### Problem requirements
Somewhere below are a line with "filename src/repo/mod.rs" and a later line with "use std::path::Path;". Output exactly those lines and all lines between them.

>>>

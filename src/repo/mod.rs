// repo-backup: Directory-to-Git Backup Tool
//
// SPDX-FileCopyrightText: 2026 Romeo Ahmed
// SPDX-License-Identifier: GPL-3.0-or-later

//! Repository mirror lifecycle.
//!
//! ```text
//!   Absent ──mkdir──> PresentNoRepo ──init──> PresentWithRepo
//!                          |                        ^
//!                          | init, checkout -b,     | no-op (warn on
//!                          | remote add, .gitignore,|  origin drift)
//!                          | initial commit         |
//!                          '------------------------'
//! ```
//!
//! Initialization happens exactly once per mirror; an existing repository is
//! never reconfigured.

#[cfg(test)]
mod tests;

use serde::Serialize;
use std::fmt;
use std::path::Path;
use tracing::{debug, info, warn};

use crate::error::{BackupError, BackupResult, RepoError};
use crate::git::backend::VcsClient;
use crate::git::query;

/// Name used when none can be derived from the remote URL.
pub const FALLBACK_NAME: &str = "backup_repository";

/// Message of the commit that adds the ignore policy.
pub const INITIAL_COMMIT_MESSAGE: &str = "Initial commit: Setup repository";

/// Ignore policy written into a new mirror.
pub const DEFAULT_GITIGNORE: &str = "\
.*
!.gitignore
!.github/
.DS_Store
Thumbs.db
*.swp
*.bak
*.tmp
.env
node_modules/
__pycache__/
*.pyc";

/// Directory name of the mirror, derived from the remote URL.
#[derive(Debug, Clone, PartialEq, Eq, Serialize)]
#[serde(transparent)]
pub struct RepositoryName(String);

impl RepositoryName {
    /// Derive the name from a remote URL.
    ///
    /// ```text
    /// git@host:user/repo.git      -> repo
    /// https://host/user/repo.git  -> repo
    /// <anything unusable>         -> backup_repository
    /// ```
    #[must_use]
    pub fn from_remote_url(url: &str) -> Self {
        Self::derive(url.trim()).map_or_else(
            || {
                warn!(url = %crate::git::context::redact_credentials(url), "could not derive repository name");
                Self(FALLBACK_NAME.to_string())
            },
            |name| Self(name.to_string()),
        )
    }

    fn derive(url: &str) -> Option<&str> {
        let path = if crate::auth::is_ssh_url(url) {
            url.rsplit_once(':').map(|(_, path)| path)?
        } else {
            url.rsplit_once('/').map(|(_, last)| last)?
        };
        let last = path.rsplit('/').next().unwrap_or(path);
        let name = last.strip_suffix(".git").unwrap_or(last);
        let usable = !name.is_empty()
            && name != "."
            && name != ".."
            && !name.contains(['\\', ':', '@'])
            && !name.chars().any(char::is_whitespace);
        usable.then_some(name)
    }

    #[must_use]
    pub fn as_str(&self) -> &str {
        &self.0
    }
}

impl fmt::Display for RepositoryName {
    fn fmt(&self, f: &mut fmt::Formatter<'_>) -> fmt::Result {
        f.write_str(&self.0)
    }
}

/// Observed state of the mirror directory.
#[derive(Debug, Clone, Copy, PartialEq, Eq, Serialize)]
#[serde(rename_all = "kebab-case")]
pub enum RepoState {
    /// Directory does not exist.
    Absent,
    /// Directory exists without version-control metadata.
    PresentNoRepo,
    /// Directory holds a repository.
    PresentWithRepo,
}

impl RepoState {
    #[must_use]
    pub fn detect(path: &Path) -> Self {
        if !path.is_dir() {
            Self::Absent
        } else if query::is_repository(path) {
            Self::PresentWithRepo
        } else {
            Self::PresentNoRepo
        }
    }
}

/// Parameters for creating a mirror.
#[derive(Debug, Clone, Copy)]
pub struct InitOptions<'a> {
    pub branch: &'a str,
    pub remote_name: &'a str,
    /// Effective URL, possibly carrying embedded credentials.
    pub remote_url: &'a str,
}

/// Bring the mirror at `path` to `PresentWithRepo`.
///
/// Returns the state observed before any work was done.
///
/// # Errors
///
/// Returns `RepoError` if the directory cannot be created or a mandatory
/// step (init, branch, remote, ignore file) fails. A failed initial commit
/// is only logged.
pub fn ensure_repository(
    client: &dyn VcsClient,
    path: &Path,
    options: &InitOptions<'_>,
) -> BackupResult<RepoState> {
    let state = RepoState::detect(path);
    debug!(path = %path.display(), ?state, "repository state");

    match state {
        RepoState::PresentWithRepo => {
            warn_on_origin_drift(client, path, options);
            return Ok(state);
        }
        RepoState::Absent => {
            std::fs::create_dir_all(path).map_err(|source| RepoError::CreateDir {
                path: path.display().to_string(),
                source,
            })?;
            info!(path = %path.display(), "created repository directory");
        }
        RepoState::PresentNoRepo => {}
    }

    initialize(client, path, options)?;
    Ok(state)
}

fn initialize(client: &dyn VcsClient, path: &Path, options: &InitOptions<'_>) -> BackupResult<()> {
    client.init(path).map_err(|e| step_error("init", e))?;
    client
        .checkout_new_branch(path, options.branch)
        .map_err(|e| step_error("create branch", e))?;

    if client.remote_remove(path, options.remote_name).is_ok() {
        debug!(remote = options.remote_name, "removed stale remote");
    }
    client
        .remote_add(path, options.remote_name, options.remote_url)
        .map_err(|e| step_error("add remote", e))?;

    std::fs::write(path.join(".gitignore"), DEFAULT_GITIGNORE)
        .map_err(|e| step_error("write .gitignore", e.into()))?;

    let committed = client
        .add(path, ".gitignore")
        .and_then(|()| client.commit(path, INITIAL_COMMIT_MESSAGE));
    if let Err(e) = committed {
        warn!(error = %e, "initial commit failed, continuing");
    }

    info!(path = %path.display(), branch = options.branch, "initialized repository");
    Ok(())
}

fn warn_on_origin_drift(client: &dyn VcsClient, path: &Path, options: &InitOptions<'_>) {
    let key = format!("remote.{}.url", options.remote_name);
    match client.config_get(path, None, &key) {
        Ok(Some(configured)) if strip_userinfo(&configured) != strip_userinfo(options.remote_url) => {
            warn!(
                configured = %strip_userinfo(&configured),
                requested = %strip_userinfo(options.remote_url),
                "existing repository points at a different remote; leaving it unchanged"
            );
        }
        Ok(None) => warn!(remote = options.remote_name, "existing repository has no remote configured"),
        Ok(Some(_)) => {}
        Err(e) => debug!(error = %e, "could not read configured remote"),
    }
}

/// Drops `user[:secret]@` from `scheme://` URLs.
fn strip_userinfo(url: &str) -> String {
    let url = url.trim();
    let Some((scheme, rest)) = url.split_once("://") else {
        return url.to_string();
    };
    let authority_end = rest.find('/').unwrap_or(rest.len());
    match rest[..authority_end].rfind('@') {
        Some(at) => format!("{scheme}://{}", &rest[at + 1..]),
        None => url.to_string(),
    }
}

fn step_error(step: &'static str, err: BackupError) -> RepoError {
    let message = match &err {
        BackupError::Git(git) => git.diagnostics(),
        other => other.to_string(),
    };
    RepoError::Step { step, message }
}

<<<
>>>

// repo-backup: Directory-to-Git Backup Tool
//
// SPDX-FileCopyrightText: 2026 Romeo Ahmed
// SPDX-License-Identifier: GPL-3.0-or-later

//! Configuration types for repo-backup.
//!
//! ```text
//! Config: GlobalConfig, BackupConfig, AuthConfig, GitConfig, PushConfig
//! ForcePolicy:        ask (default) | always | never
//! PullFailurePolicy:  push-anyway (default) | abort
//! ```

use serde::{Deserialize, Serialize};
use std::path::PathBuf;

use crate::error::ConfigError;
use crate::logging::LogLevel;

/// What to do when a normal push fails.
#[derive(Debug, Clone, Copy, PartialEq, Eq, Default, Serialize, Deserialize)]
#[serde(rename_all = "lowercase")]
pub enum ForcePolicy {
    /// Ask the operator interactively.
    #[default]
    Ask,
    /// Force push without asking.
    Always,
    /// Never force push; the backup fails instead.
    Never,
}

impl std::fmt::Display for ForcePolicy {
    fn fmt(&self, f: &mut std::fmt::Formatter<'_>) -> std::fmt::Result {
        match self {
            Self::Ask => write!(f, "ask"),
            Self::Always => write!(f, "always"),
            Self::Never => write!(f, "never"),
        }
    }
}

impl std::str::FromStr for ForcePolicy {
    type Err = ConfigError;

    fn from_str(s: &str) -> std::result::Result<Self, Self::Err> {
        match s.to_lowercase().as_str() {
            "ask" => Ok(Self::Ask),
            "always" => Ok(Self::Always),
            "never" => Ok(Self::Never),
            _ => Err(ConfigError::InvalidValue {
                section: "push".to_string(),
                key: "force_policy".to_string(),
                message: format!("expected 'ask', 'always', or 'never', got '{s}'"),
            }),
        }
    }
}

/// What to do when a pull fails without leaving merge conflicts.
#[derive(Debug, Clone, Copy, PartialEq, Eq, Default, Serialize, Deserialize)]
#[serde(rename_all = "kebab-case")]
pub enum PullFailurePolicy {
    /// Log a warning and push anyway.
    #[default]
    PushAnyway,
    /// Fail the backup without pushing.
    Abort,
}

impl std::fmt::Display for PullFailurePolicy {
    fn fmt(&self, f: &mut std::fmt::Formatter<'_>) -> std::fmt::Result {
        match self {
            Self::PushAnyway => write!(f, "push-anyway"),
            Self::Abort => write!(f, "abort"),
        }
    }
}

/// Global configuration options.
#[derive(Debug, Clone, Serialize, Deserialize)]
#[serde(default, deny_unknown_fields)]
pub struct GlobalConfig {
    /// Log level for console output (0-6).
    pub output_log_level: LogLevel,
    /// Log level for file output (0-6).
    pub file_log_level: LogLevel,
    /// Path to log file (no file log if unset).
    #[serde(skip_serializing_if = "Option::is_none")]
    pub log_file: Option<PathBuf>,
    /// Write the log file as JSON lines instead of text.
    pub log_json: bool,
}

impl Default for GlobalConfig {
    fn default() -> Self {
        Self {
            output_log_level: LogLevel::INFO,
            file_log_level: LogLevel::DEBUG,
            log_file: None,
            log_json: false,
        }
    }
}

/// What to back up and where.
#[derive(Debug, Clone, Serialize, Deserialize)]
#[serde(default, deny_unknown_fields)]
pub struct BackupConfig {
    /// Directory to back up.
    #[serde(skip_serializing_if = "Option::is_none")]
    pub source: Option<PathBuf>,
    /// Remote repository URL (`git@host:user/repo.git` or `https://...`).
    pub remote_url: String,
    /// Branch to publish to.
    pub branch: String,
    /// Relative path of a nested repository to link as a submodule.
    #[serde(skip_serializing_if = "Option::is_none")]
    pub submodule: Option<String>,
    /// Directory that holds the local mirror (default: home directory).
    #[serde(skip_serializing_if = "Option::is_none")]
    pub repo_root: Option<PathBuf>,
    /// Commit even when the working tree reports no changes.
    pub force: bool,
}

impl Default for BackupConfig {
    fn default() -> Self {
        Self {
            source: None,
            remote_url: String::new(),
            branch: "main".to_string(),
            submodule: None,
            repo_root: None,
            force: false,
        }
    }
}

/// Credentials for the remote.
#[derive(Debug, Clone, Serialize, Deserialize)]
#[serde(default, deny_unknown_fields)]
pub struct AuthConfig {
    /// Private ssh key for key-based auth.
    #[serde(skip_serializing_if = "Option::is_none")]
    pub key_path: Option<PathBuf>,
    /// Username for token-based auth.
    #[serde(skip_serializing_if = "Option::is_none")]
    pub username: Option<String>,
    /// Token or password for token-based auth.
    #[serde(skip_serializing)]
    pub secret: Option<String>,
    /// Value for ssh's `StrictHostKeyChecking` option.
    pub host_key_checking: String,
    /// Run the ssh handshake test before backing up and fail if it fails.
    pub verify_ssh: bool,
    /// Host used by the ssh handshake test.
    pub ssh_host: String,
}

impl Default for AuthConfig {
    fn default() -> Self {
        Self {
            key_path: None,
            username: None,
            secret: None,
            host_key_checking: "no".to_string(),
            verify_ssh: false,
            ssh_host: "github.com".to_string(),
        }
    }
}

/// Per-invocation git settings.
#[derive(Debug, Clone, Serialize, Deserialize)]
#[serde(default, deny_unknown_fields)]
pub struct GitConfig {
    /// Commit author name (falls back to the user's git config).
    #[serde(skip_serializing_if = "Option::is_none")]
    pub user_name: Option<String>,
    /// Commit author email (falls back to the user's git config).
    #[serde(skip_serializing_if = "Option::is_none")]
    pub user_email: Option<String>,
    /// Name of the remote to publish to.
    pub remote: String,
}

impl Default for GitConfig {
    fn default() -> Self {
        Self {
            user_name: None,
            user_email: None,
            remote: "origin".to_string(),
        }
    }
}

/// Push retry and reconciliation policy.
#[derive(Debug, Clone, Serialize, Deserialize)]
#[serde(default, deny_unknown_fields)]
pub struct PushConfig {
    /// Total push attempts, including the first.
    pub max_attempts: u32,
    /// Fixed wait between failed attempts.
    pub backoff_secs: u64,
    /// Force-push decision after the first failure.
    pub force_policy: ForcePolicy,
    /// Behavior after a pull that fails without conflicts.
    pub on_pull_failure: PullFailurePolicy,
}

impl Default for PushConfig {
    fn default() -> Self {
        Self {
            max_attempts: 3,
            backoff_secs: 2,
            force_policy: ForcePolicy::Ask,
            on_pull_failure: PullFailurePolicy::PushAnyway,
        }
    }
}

<<<
>>>

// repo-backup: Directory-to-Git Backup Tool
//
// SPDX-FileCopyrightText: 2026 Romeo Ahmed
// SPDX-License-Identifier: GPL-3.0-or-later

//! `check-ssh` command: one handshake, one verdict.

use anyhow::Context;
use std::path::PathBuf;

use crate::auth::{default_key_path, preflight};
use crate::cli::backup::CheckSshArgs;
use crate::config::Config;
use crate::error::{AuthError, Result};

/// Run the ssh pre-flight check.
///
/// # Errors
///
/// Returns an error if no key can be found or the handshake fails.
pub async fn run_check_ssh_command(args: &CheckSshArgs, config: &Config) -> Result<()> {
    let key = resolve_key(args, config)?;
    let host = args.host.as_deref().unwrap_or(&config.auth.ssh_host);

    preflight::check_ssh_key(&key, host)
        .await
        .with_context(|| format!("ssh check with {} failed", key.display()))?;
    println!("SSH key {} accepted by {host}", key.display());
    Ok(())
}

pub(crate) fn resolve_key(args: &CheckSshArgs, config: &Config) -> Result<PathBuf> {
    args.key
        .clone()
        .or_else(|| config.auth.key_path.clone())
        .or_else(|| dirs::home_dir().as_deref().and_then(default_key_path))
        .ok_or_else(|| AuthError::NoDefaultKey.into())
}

<<<

### Finished exercise
filename src/repo/mod.rs
// repo-backup: Directory-to-Git Backup Tool
//
// SPDX-FileCopyrightText: 2026 Romeo Ahmed
// SPDX-License-Identifier: GPL-3.0-or-later

//! Repository mirror lifecycle.
//!
//! ```text
//!   Absent ──mkdir──> PresentNoRepo ──init──> PresentWithRepo
//!                          |                        ^
//!                          | init, checkout -b,     | no-op (warn on
//!                          | remote add, .gitignore,|  origin drift)
//!                          | initial commit         |
//!                          '------------------------'
//! ```
//!
//! Initialization happens exactly once per mirror; an existing repository is
//! never reconfigured.

#[cfg(test)]
mod tests;

use serde::Serialize;
use std::fmt;
use std::path::Path;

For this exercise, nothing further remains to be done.